# Does God hate the SINNER and not just the sin?



## alwaysreforming (Jan 3, 2005)

I believe I've seen some info on this before here, but a search did not yield the results I was looking for.

Basically, a Christian sister of mine told me this morning that she wrote a coworker a note and in it wrote, "God loves you." I asked if this person was a Christian, and he is not.

She was very adamant about God NOT hating ANYBODY, and quoted a few Scriptures. I told her I would forward her some information on the subject (to which she replied she was already convinced she was right and would pray for the Holy Spirit to enlighten me.)
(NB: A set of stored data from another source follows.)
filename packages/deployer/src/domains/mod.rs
pub mod deployment;
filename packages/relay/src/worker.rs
//! Job worker pool.
//!
//! The `JobWorker` is a long-running service that:
//! - Polls the queue for ready jobs
//! - Routes each job to the claiming handler via the `HandlerRegistry`
//! - Hands every execution a context carrying the shutdown token and an
//!   optional deadline, and abandons it only when the handler ignores a stop
//! - Reports the outcome to the queue, which owns retries and dead-lettering
//!
//! # Architecture
//!
//! ```text
//! JobWorker
//!     │
//!     ├─► loop 0..concurrency
//!     │       ├─► Dequeue (JobQueue)
//!     │       ├─► Process (HandlerRegistry → Handler.process(ctx, job))
//!     │       └─► Mark succeeded/failed (JobQueue)
//!     └─► Join all loops on shutdown
//! ```
//!
//! # Example
//!
//! ```ignore
//! let worker = JobWorker::with_config(queue, registry, JobWorkerConfig {
//!     concurrency: 4,
//!     ..Default::default()
//! });
//!
//! let shutdown = CancellationToken::new();
//! tokio::spawn(worker.run(shutdown.clone()));
//! ```

use std::sync::Arc;
use std::time::Duration;

use anyhow::Result;
use tokio::task::JoinSet;
use tokio::time::Instant;
use tokio_util::sync::CancellationToken;
use tracing::{debug, error, info, warn};
use uuid::Uuid;

use crate::context::JobContext;
use crate::error::JobError;
use crate::job::{HandlerRegistry, JobStatus};
use crate::queue::JobQueue;

/// Configuration for the job worker.
#[derive(Debug, Clone)]
pub struct JobWorkerConfig {
    /// Number of jobs processed in parallel
    pub concurrency: usize,
    /// How long to wait when no jobs are available
    pub poll_interval: Duration,
    /// Upper bound for a single execution, none by default
    pub job_timeout: Option<Duration>,
    /// How long a stopped handler may take to wind down before it is dropped
    pub stop_grace: Duration,
    /// Worker ID for this instance
    pub worker_id: String,
}

impl Default for JobWorkerConfig {
    fn default() -> Self {
        Self {
            concurrency: 4,
            poll_interval: Duration::from_secs(1),
            job_timeout: None,
            stop_grace: Duration::from_secs(30),
            worker_id: format!("worker-{}", Uuid::new_v4()),
        }
    }
}

impl JobWorkerConfig {
    /// Create a new config with a specific worker ID.
    pub fn with_worker_id(worker_id: impl Into<String>) -> Self {
        Self {
            worker_id: worker_id.into(),
            ..Default::default()
        }
    }
}
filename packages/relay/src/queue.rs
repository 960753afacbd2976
//! Deduplicating job queue.
//!
//! This module provides the queue contract and an in-process implementation:
//! - [`JobQueue`] - Enqueue with dedupe coalescing, dequeue, completion marks
//! - [`InMemoryJobQueue`] - Single-lock queue with a dedupe-key index
//! - [`RetryPolicy`] - Attempts and exponential backoff for retryable failures
//!
//! # Dedupe
//!
//! At most one *pending* job exists per dedupe key. Enqueueing a job whose key
//! matches a pending one supersedes it in place: the queue position is kept,
//! the data is replaced. Once a worker dequeued a job its key is released, so
//! a new job with that key queues up behind the running one.
//!
//! # Retention
//!
//! Statuses of finished jobs (succeeded, failed, superseded, dead-lettered)
//! and dead letters are kept for the most recent `retention` jobs only.

use std::collections::{HashMap, VecDeque};
use std::time::Duration;

use async_trait::async_trait;
use dashmap::DashMap;
use tokio::sync::Mutex;
use tokio::time::Instant;
use tracing::{debug, error, warn};
use uuid::Uuid;

use crate::error::{FailureKind, JobError};
use crate::job::{Job, JobStatus, Prepared};

/// Result type for enqueue operations that handles dedupe.
#[derive(Debug, Clone, Copy, PartialEq, Eq)]
pub enum EnqueueResult {
    /// Job was enqueued, returns new job ID
    Created(Uuid),
    /// A pending job with the same dedupe key was replaced by this one
    Superseded {
        /// The new job ID
        id: Uuid,
        /// The pending job that will never run
        replaced: Uuid,
    },
}

impl EnqueueResult {
    /// Get the job ID regardless of whether it was created or superseded
    pub fn job_id(&self) -> Uuid {
        match self {
            EnqueueResult::Created(id) | EnqueueResult::Superseded { id, .. } => *id,
        }
    }

    /// Returns true if no pending job shared the key
    pub fn is_created(&self) -> bool {
        matches!(self, EnqueueResult::Created(_))
    }
}

/// Trait for job queue operations.
///
/// Implementations must make the dedupe check-and-insert atomic: two
/// concurrent enqueues with the same key never both end up pending.
#[async_trait]
pub trait JobQueue: Send + Sync {
    /// Enqueue a prepared job, coalescing with a pending job of the same key.
    async fn enqueue(&self, prepared: Prepared) -> Result<EnqueueResult, JobError>;

    /// Claim the next ready job for `worker_id`.
    ///
    /// The returned job is exclusive to the caller until it is marked.
    async fn dequeue(&self, worker_id: &str) -> Result<Option<Job>, JobError>;

    /// Mark a running job as completed.
    async fn mark_succeeded(&self, job_id: Uuid) -> Result<(), JobError>;

    /// Mark a running job as failed.
    ///
    /// Returns the resulting status: [`JobStatus::Failed`] when a retry was
    /// scheduled, [`JobStatus::DeadLetter`] otherwise.
    async fn mark_failed(
        &self,
        job_id: Uuid,
        error: &str,
        kind: FailureKind,
    ) -> Result<JobStatus, JobError>;

    /// Current status of a job, if the queue has seen it.
    async fn status(&self, job_id: Uuid) -> Option<JobStatus>;
}

/// Retry policy applied by the queue to retryable failures.
#[derive(Debug, Clone, Copy)]
pub struct RetryPolicy {
    /// Total attempts, first one included.
    pub max_attempts: u32,
    /// Delay before the second attempt; doubles on every further attempt.
    pub base_delay: Duration,
    /// Upper bound for a single delay.
    pub max_delay: Duration,
}

impl Default for RetryPolicy {
    fn default() -> Self {
        Self {
            max_attempts: 3,
            base_delay: Duration::from_secs(1),
            max_delay: Duration::from_secs(3600), // Max 1 hour
        }
    }
}

impl RetryPolicy {
    /// Delay before running `attempt` (1-based), once attempt `attempt - 1` failed.
    pub fn delay_for(&self, attempt: u32) -> Duration {
        let exponent = attempt.saturating_sub(2).min(31);
        self.base_delay
            .saturating_mul(1u32 << exponent)
            .min(self.max_delay)
    }
}

/// Finished jobs whose status stays observable, by default.
pub const DEFAULT_RETENTION: usize = 1024;

/// A dead-lettered job with its last error.
#[derive(Debug, Clone)]
pub struct DeadLetter {
    pub job: Job,
    pub error: String,
}

struct PendingEntry {
    job: Job,
    run_after: Option<Instant>,
}

#[derive(Default)]
struct QueueState {
    order: VecDeque<Uuid>,
    pending: HashMap<Uuid, PendingEntry>,
    by_key: HashMap<String, Uuid>,
    running: HashMap<Uuid, (String, Job)>,
    dead_letters: VecDeque<DeadLetter>,
    /// Finished job ids, oldest first
    finished: VecDeque<Uuid>,
}

impl QueueState {
    fn push(&mut self, job: Job, run_after: Option<Instant>) -> EnqueueResult {
        let id = job.id();

        if let Some(key) = job.dedupe_key().map(str::to_owned) {
            if let Some(replaced) = self.by_key.insert(key, id) {
                if let Some(position) = self.order.iter().position(|queued| *queued == replaced) {
                    self.order[position] = id;
                }
                self.pending.remove(&replaced);
                self.pending.insert(id, PendingEntry { job, run_after });
                return EnqueueResult::Superseded { id, replaced };
            }
        }

        self.order.push_back(id);
        self.pending.insert(id, PendingEntry { job, run_after });
        EnqueueResult::Created(id)
    }

    fn pop_ready(&mut self, now: Instant) -> Option<Job> {
        let position = self.order.iter().position(|id| {
            self.pending
                .get(id)
                .is_some_and(|entry| entry.run_after.map_or(true, |at| at <= now))
        })?;
        let id = self.order.remove(position)?;
        let entry = self.pending.remove(&id)?;

        if let Some(key) = entry.job.dedupe_key() {
            if self.by_key.get(key) == Some(&id) {
                self.by_key.remove(key);
            }
        }

        Some(entry.job)
    }
}

/// In-process job queue.
///
/// All structural state sits behind one lock so the dedupe index is updated
/// atomically with insertion. Statuses are mirrored in a concurrent map so
/// observers never contend with workers.
pub struct InMemoryJobQueue {
    state: Mutex<QueueState>,
    statuses: DashMap<Uuid, JobStatus>,
    retry: RetryPolicy,
    retention: usize,
}

impl InMemoryJobQueue {
    /// Create a queue with the default retry policy.
    pub fn new() -> Self {
        Self::with_retry_policy(RetryPolicy::default())
    }

    /// Create with a custom retry policy.
    pub fn with_retry_policy(retry: RetryPolicy) -> Self {
        Self {
            state: Mutex::new(QueueState::default()),
            statuses: DashMap::new(),
            retry,
            retention: DEFAULT_RETENTION,
        }
    }

    /// Keep the statuses and dead letters of at most `retention` finished jobs.
    pub fn with_retention(mut self, retention: usize) -> Self {
        self.retention = retention.max(1);
        self
    }

    pub fn retry_policy(&self) -> RetryPolicy {
        self.retry
    }

    /// Number of jobs waiting for a worker.
    pub async fn pending_len(&self) -> usize {
        self.state.lock().await.order.len()
    }

    /// Number of jobs currently held by workers.
    pub async fn running_len(&self) -> usize {
        self.state.lock().await.running.len()
    }

    /// Snapshot of the pending jobs in queue order.
    pub async fn pending_jobs(&self) -> Vec<Job> {
        let state = self.state.lock().await;
        state
            .order
            .iter()
            .filter_map(|id| state.pending.get(id).map(|entry| entry.job.clone()))
            .collect()
    }

    /// Snapshot of the retained dead-lettered jobs, oldest first.
    pub async fn dead_letters(&self) -> Vec<DeadLetter> {
        self.state.lock().await.dead_letters.iter().cloned().collect()
    }

    /// Number of jobs whose status is still observable.
    pub fn tracked_len(&self) -> usize {
        self.statuses.len()
    }

    fn set_status(&self, job_id: Uuid, status: JobStatus) {
        self.statuses.insert(job_id, status);
    }

    /// Record a terminal status, forgetting the oldest finished jobs beyond
    /// the retention.
    fn finish(&self, state: &mut QueueState, job_id: Uuid, status: JobStatus) {
        debug_assert!(status.is_terminal());
        self.set_status(job_id, status);
        state.finished.push_back(job_id);

        while state.finished.len() > self.retention {
            if let Some(evicted) = state.finished.pop_front() {
                self.statuses.remove(&evicted);
            }
        }
        while state.dead_letters.len() > self.retention {
            state.dead_letters.pop_front();
        }
    }
}

impl Default for InMemoryJobQueue {
    fn default() -> Self {
        Self::new()
    }
}

#[async_trait]
impl JobQueue for InMemoryJobQueue {
    async fn enqueue(&self, prepared: Prepared) -> Result<EnqueueResult, JobError> {
        let job = Job::from_prepared(prepared);
        let discriminator = job.discriminator();

        let result = {
            let mut state = self.state.lock().await;
            let result = state.push(job, None);
            // Statuses are written under the lock so a superseded job is never
            // observed as pending after its replacement is.
            if let EnqueueResult::Superseded { replaced, .. } = result {
                self.finish(&mut state, replaced, JobStatus::Superseded);
            }
            self.set_status(result.job_id(), JobStatus::Pending);
            result
        };

        match result {
            EnqueueResult::Created(id) => {
                debug!(job_id = %id, job_type = discriminator, "job enqueued");
            }
            EnqueueResult::Superseded { id, replaced } => {
                debug!(
                    job_id = %id,
                    replaced = %replaced,
                    job_type = discriminator,
                    "pending job superseded"
                );
            }
        }

        Ok(result)
    }

    async fn dequeue(&self, worker_id: &str) -> Result<Option<Job>, JobError> {
        let mut state = self.state.lock().await;
        let Some(job) = state.pop_ready(Instant::now()) else {
            return Ok(None);
        };

        state
            .running
            .insert(job.id(), (worker_id.to_owned(), job.clone()));
        self.set_status(job.id(), JobStatus::Running);

        Ok(Some(job))
    }

    async fn mark_succeeded(&self, job_id: Uuid) -> Result<(), JobError> {
        let mut state = self.state.lock().await;
        state
            .running
            .remove(&job_id)
            .ok_or_else(|| anyhow::anyhow!("job {} is not running", job_id))?;
        self.finish(&mut state, job_id, JobStatus::Succeeded);

        Ok(())
    }

    async fn mark_failed(
        &self,
        job_id: Uuid,
        error: &str,
        kind: FailureKind,
    ) -> Result<JobStatus, JobError> {
        let mut state = self.state.lock().await;
        let (worker_id, job) = state
            .running
            .remove(&job_id)
            .ok_or_else(|| anyhow::anyhow!("job {} is not running", job_id))?;

        if kind == FailureKind::Retryable && job.attempt() < self.retry.max_attempts {
            self.finish(&mut state, job_id, JobStatus::Failed);

            // A pending job with the same key is newer work for the same
            // target; it already covers this retry.
            if let Some(pending) = job.dedupe_key().and_then(|key| state.by_key.get(key)) {
                warn!(
                    job_id = %job_id,
                    pending_id = %pending,
                    worker_id = %worker_id,
                    error = %error,
                    "job failed, retry coalesced into pending job"
                );
                return Ok(JobStatus::Failed);
            }

            let retry = job.create_retry();
            let delay = self.retry.delay_for(retry.attempt());
            let retry_id = retry.id();
            state.push(retry, Some(Instant::now() + delay));
            self.set_status(retry_id, JobStatus::Pending);

            warn!(
                job_id = %job_id,
                retry_id = %retry_id,
                worker_id = %worker_id,
                attempt = job.attempt(),
                delay_ms = delay.as_millis() as u64,
                error = %error,
                "job failed, retry scheduled"
            );

            return Ok(JobStatus::Failed);
        }

        error!(
            job_id = %job_id,
            worker_id = %worker_id,
            attempt = job.attempt(),
            error = %error,
            "job dead-lettered"
        );
        state.dead_letters.push_back(DeadLetter {
            job,
            error: error.to_owned(),
        });
        self.finish(&mut state, job_id, JobStatus::DeadLetter);

        Ok(JobStatus::DeadLetter)
    }

    async fn status(&self, job_id: Uuid) -> Option<JobStatus> {
        self.statuses.get(&job_id).map(|status| *status)
    }
}

impl std::fmt::Debug for InMemoryJobQueue {
    fn fmt(&self, f: &mut std::fmt::Formatter<'_>) -> std::fmt::Result {
        f.debug_struct("InMemoryJobQueue")
            .field("known_jobs", &self.statuses.len())
            .field("retry", &self.retry)
            .field("retention", &self.retention)
            .finish()
    }
}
Anyway, who wants to take a shot at this? Any info on the meaning of the Hebrew word for "hate" would be useful as well, as she said this word is not what we purport it to be. Please avoid the philosophical arguments because these would prove useless to her. (Sorry, Paul! :bigsmile


----------



## C. Matthew McMahon (Jan 3, 2005)

That study (including hate) is here:

http://www.apuritansmind.com/TULIP/UnconditionalElection.htm


----------



## BobVigneault (Jan 3, 2005)

Psalm 5:5, "The boastful shall not stand before Thine eyes; Thou dost hate all who do iniquity,"

Lev. 20:23, "Moreover, you shall not follow the customs of the nation which I shall drive out before you, for they did all these things, and therefore I have abhorred them."

Prov. 6:16-19, "There are six things which the Lord hates, yes, seven which are an abomination to Him: 17 Haughty eyes, a lying tongue, and hands that shed innocent blood, 18 A heart that devises wicked plans, feet that run rapidly to evil,
19 A false witness who utters lies, and one who spreads strife among brothers."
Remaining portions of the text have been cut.